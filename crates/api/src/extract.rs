//! Request extractors whose rejections use the application error shape.
//!
//! Axum's stock `Json` and `Path` reject with plain-text bodies; these
//! wrappers route the rejection through [`AppError`] so every 400 carries
//! the same `{"error": {...}}` JSON envelope.

use axum::extract::{FromRequest, FromRequestParts};

use crate::error::AppError;

/// JSON request body. Malformed or missing bodies become `AppError::BadRequest`.
#[derive(Debug, FromRequest)]
#[from_request(via(axum::Json), rejection(AppError))]
pub struct AppJson<T>(pub T);

/// Path parameters. Values that fail to parse become `AppError::BadRequest`.
#[derive(Debug, FromRequestParts)]
#[from_request(via(axum::extract::Path), rejection(AppError))]
pub struct AppPath<T>(pub T);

Task to carry out —
The full set of entries above has to be restated exactly.

Output below —
filename crates/api/src/extract.rs
//! Request extractors whose rejections use the application error shape.
//!
//! Axum's stock `Json` and `Path` reject with plain-text bodies; these
//! wrappers route the rejection through [`AppError`] so every 400 carries
//! the same `{"error": {...}}` JSON envelope.

use axum::extract::{FromRequest, FromRequestParts};

use crate::error::AppError;

/// JSON request body. Malformed or missing bodies become `AppError::BadRequest`.
#[derive(Debug, FromRequest)]
#[from_request(via(axum::Json), rejection(AppError))]
pub struct AppJson<T>(pub T);

/// Path parameters. Values that fail to parse become `AppError::BadRequest`.
#[derive(Debug, FromRequestParts)]
#[from_request(via(axum::extract::Path), rejection(AppError))]
pub struct AppPath<T>(pub T);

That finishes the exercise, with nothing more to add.